[[ Data section, beginning ]]
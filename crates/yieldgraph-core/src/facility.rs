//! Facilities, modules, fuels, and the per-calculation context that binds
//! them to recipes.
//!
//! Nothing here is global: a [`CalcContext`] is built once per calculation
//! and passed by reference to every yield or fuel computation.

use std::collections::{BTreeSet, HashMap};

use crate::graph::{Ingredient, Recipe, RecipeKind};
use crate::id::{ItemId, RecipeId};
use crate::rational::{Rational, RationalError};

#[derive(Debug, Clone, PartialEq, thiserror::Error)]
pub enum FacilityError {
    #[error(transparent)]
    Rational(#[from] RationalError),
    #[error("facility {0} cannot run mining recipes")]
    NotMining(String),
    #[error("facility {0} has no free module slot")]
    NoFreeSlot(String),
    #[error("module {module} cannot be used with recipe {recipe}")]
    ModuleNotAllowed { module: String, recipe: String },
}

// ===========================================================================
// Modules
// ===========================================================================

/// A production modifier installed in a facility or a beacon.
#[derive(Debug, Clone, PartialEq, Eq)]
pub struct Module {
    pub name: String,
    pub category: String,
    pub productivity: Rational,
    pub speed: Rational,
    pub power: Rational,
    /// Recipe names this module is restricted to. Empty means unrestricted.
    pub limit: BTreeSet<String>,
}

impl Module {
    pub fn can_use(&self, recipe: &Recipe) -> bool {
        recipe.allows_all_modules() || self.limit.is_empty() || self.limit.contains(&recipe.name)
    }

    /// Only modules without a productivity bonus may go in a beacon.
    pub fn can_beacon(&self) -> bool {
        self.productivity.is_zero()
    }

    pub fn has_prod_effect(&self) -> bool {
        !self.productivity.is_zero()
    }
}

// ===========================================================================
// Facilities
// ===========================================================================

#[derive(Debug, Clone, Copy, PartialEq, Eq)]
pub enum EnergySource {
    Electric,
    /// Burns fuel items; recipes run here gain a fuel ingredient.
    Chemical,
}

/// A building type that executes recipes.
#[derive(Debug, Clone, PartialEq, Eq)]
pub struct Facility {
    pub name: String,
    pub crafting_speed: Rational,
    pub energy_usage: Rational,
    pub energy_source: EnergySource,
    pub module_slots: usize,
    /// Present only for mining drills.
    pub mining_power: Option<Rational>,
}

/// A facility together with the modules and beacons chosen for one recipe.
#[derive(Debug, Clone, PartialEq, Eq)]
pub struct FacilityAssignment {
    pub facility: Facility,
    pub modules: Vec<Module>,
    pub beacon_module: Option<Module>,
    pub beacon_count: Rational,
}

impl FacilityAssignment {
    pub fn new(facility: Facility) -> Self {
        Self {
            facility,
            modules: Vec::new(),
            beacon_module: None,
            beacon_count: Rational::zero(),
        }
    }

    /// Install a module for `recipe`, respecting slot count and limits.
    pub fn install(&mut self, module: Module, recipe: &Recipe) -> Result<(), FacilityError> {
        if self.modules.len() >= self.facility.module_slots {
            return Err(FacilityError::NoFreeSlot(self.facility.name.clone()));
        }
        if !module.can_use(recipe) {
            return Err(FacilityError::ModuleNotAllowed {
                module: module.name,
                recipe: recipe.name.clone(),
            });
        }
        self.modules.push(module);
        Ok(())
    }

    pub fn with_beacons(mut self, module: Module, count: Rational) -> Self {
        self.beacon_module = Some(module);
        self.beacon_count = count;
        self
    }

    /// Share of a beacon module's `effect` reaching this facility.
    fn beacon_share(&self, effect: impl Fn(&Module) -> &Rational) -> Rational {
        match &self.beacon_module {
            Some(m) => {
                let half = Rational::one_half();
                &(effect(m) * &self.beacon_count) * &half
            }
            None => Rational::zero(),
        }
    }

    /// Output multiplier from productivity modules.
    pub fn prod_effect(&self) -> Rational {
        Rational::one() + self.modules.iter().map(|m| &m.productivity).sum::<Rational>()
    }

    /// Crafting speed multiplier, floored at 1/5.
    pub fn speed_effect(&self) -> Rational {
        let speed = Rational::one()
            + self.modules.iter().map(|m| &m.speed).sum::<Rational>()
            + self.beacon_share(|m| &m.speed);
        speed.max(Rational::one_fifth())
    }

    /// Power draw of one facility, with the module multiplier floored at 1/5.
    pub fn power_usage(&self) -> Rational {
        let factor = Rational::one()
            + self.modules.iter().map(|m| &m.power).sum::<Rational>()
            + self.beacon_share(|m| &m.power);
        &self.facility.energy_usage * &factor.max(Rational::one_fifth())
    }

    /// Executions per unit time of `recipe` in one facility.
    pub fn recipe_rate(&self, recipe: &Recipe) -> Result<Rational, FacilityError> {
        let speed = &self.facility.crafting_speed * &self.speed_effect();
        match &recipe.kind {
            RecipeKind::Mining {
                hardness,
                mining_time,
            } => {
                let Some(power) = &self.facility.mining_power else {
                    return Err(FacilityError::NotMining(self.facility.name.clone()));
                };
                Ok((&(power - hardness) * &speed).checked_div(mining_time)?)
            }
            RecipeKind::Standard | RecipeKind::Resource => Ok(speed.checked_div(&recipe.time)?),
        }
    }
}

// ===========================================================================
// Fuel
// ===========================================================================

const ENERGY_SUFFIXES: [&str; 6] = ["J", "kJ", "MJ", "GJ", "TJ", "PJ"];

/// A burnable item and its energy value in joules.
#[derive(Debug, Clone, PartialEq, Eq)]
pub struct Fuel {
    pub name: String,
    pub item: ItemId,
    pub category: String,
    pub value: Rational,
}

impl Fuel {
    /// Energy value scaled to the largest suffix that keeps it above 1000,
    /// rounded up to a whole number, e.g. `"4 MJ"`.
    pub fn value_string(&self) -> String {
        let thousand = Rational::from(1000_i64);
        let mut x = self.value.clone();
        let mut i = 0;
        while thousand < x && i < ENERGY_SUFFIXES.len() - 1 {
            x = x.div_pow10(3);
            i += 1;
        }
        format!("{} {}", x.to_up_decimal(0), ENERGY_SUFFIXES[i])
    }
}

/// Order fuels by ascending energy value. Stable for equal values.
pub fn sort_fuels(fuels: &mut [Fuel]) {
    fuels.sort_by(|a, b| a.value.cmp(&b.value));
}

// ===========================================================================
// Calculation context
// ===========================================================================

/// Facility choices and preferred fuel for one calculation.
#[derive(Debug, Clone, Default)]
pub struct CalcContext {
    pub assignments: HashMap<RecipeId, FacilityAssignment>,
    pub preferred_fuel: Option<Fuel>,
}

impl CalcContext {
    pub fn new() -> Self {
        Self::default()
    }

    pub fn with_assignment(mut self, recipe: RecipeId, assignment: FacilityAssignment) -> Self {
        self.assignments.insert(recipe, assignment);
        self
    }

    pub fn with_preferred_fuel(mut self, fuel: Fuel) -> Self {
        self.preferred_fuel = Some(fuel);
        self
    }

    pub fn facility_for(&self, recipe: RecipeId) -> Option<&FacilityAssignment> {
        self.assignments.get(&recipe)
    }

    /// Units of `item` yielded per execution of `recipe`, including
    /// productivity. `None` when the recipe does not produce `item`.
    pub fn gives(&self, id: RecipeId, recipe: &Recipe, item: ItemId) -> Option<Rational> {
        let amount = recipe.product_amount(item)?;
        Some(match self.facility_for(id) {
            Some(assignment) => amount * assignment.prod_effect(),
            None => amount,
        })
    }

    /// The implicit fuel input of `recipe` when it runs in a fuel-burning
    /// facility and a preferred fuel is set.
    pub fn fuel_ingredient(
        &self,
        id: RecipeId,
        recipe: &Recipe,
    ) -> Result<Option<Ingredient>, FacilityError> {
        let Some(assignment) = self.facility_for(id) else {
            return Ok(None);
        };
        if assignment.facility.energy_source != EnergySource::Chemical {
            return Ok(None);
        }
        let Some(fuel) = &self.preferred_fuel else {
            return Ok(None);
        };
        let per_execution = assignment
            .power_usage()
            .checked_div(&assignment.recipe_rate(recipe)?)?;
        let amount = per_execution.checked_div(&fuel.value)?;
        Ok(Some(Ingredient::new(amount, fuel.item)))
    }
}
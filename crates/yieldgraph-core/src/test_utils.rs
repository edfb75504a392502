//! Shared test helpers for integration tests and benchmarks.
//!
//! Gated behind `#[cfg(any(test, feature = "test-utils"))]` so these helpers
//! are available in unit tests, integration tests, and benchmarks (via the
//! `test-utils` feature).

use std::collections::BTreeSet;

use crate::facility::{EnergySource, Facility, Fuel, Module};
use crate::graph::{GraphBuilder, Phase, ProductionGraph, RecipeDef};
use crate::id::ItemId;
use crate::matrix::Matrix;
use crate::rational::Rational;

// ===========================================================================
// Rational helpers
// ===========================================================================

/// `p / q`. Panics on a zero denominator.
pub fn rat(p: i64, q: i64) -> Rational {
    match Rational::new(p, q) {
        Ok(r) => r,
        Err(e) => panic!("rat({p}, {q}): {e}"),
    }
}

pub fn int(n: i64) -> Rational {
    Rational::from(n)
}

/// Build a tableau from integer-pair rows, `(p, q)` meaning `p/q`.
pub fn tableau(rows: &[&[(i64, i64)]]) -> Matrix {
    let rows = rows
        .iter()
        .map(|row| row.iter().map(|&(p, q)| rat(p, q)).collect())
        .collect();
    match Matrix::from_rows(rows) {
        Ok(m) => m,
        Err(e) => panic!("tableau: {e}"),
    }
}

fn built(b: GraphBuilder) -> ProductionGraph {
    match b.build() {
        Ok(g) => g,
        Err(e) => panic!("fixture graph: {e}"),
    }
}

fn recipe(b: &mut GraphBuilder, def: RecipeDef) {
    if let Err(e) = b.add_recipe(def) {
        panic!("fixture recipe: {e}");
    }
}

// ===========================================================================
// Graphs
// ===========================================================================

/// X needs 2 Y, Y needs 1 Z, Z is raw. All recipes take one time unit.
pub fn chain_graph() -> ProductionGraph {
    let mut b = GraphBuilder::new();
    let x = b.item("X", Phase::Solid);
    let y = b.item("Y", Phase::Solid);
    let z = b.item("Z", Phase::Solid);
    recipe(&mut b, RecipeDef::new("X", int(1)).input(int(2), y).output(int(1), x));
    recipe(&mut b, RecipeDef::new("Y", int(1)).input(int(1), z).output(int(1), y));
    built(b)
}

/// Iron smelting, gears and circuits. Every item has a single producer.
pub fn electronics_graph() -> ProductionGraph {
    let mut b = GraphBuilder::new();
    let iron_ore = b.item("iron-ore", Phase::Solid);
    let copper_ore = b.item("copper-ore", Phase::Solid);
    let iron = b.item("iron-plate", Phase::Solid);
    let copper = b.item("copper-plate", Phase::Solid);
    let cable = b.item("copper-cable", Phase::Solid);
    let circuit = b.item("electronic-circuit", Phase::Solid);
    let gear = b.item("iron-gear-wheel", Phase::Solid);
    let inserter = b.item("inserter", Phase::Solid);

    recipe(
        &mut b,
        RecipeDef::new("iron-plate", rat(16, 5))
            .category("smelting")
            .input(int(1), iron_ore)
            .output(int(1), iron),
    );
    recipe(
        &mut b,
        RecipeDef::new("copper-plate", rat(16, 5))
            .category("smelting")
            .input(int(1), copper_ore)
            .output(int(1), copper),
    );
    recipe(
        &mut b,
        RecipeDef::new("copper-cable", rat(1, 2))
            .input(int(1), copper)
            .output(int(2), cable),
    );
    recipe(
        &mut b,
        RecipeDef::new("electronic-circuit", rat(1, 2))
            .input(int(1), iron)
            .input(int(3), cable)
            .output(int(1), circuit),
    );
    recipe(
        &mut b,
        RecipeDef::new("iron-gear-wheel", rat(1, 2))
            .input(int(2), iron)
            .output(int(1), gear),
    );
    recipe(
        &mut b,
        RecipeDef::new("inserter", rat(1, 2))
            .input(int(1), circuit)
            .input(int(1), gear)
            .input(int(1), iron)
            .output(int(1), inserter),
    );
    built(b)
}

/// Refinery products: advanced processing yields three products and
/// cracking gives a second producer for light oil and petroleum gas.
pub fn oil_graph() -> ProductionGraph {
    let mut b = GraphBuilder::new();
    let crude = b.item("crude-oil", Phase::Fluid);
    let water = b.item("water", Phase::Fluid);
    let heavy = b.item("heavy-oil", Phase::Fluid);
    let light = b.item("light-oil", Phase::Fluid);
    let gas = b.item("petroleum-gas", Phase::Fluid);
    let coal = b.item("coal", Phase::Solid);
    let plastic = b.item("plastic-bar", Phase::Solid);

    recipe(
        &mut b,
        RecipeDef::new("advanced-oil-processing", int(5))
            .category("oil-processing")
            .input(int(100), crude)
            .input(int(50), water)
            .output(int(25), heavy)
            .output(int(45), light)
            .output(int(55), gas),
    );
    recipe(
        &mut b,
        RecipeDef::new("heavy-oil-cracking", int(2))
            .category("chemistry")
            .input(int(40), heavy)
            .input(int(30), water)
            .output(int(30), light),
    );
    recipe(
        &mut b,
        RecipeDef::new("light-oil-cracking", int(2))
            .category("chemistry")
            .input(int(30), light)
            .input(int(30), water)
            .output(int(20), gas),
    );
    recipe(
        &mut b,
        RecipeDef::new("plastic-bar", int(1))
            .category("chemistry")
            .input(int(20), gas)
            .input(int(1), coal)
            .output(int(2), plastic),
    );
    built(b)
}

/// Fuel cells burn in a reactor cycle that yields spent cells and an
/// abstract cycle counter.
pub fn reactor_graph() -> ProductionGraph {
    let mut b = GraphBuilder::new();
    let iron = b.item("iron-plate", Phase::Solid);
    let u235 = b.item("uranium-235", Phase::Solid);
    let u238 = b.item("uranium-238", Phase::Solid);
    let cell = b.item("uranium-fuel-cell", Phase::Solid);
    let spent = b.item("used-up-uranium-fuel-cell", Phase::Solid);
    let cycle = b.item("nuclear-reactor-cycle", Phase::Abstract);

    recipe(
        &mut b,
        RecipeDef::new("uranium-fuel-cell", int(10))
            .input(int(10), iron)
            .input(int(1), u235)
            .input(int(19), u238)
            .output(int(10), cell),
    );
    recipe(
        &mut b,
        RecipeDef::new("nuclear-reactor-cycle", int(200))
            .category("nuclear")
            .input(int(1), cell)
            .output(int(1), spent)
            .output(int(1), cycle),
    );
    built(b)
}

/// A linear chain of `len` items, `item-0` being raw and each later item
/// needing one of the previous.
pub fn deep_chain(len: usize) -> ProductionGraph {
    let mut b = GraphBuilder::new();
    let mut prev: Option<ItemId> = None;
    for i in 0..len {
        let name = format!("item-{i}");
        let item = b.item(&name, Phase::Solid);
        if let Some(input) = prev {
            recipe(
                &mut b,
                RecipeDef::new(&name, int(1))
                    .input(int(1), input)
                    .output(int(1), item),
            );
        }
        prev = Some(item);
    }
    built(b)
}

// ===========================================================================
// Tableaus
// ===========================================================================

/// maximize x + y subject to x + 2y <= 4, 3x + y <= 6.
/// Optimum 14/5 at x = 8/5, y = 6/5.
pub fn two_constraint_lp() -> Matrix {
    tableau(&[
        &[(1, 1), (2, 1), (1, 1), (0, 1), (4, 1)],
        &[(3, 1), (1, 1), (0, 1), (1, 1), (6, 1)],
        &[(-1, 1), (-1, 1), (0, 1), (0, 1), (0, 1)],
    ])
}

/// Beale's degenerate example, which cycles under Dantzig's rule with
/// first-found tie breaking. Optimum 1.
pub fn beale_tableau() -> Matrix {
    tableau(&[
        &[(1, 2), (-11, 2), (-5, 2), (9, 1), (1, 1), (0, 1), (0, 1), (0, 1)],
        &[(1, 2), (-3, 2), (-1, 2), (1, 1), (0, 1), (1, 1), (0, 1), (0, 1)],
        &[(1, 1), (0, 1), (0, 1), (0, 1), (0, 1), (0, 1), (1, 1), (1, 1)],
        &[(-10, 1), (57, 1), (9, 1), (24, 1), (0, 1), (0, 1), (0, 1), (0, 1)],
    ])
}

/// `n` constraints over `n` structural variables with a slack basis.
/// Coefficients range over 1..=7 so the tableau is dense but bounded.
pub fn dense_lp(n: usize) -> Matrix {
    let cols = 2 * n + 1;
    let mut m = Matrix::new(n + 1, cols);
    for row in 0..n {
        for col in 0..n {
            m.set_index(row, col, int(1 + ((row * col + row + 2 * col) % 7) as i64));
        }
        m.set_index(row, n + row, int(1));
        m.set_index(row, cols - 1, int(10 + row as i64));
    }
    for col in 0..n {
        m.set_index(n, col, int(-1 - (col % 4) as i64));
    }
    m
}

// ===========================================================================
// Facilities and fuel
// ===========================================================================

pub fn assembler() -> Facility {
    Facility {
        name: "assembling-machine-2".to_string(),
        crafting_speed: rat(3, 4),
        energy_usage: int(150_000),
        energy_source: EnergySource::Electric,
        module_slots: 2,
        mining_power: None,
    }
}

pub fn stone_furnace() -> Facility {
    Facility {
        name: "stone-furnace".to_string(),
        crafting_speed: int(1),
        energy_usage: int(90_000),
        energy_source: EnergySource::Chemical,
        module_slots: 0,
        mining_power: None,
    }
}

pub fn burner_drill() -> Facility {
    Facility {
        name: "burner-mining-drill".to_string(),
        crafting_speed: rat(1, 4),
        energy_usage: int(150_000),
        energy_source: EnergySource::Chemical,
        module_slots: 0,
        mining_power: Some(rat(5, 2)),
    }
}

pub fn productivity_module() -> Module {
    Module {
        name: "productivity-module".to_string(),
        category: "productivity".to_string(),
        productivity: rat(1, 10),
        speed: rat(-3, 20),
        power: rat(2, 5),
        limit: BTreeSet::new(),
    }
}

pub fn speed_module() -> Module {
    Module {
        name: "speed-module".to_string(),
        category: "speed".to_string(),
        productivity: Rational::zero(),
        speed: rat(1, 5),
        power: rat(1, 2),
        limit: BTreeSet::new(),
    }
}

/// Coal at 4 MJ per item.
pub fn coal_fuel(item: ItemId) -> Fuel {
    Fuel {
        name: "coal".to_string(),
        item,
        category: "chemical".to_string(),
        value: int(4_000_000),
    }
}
[[ Data section, end ]]
◆ Task brief
Wherever the string "cols" appears in a line above, copy that line.

◆ Result
    let cols = 2 * n + 1;
    let mut m = Matrix::new(n + 1, cols);
        m.set_index(row, cols - 1, int(10 + row as i64));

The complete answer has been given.